Source material:
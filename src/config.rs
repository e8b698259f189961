// Configuration loading.
// The config lives at `$XDG_CONFIG_HOME/up/config.toml` (falling back to
// `~/.config/up/config.toml`) and must name three things: the public base
// URL, the destination directory on the remote host and the rsync target
// host. Values are not checked beyond presence; a bad URL or host shows up
// later as a transfer error or a wrong link.

use serde::Deserialize;
use std::ffi::OsString;
use std::fs;
use std::io;
use std::path::{Path, PathBuf};
use thiserror::Error;

const APP_DIR: &str = "up";
const CONFIG_FILE: &str = "config.toml";

/// Failures that stop a run before any file is touched.
#[derive(Debug, Error)]
pub enum ConfigError {
    #[error("config file not found at '{}'", .path.display())]
    NotFound { path: PathBuf },

    #[error("cannot locate the home directory to find the config file")]
    NoHomeDirectory,

    #[error("failed to read config file '{}': {source}", .path.display())]
    Io {
        path: PathBuf,
        #[source]
        source: io::Error,
    },

    #[error("failed to parse config file '{}': {source}", .path.display())]
    Parse {
        path: PathBuf,
        #[source]
        source: toml::de::Error,
    },

    #[error("key missing in config: '{key}'")]
    MissingKey { key: &'static str },

    #[error("key is empty in config: '{key}'")]
    EmptyKey { key: &'static str },
}

/// Settings for one run.
#[derive(Debug, Clone, PartialEq, Eq)]
pub struct Config {
    base_url: String,
    dest_dir: String,
    target_host: String,
}

/// Shape of the TOML file before validation. Unknown keys are ignored.
#[derive(Debug, Default, Deserialize)]
pub struct RawConfig {
    pub base_url: Option<String>,
    pub dest_dir: Option<String>,
    pub target_host: Option<String>,
}

impl Config {
    /// Validate a parsed file. Keys are checked in a fixed order and the
    /// first absent or empty one is reported.
    pub fn from_raw(raw: RawConfig) -> Result<Self, ConfigError> {
        let base_url = required("base_url", raw.base_url.map(trim_trailing_slashes))?;
        let dest_dir = required("dest_dir", raw.dest_dir)?;
        let target_host = required("target_host", raw.target_host)?;
        Ok(Self {
            base_url,
            dest_dir,
            target_host,
        })
    }

    /// Parse TOML text. `path` is only used in error messages.
    pub fn from_toml(text: &str, path: &Path) -> Result<Self, ConfigError> {
        let raw: RawConfig = toml::from_str(text).map_err(|source| ConfigError::Parse {
            path: path.to_path_buf(),
            source,
        })?;
        Self::from_raw(raw)
    }

    /// Public URL prefix, without a trailing slash.
    pub fn base_url(&self) -> &str {
        &self.base_url
    }

    /// Upload root on the remote host.
    pub fn dest_dir(&self) -> &str {
        &self.dest_dir
    }

    /// Host spec passed to rsync, e.g. `user@example.com`.
    pub fn target_host(&self) -> &str {
        &self.target_host
    }
}

fn required(key: &'static str, value: Option<String>) -> Result<String, ConfigError> {
    match value {
        None => Err(ConfigError::MissingKey { key }),
        Some(value) if value.is_empty() => Err(ConfigError::EmptyKey { key }),
        Some(value) => Ok(value),
    }
}

fn trim_trailing_slashes(url: String) -> String {
    url.trim_end_matches('/').to_string()
}

/// Where the config file is expected, based on the current environment.
pub fn config_path() -> Result<PathBuf, ConfigError> {
    config_path_from(std::env::var_os("XDG_CONFIG_HOME"), dirs::home_dir())
}

/// Resolve the config path from an `XDG_CONFIG_HOME` value and a home
/// directory. An empty `XDG_CONFIG_HOME` counts as unset.
pub fn config_path_from(
    xdg_config_home: Option<OsString>,
    home: Option<PathBuf>,
) -> Result<PathBuf, ConfigError> {
    let config_home = match xdg_config_home.filter(|value| !value.is_empty()) {
        Some(dir) => PathBuf::from(dir),
        None => home.ok_or(ConfigError::NoHomeDirectory)?.join(".config"),
    };
    Ok(config_home.join(APP_DIR).join(CONFIG_FILE))
}

/// Read and validate the config file at `path`.
pub fn load(path: &Path) -> Result<Config, ConfigError> {
    if !path.is_file() {
        return Err(ConfigError::NotFound {
            path: path.to_path_buf(),
        });
    }
    let text = fs::read_to_string(path).map_err(|source| ConfigError::Io {
        path: path.to_path_buf(),
        source,
    })?;
    let config = Config::from_toml(&text, path)?;
    tracing::debug!(path = %path.display(), ?config, "loaded config");
    Ok(config)
}

/// Resolve the config path and load it.
pub fn load_default() -> Result<Config, ConfigError> {
    load(&config_path()?)
}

Requirement:
Count up the lines in the entries above where the word "failed" appears, and give the figure with nothing added.

Answer for this exercise:
2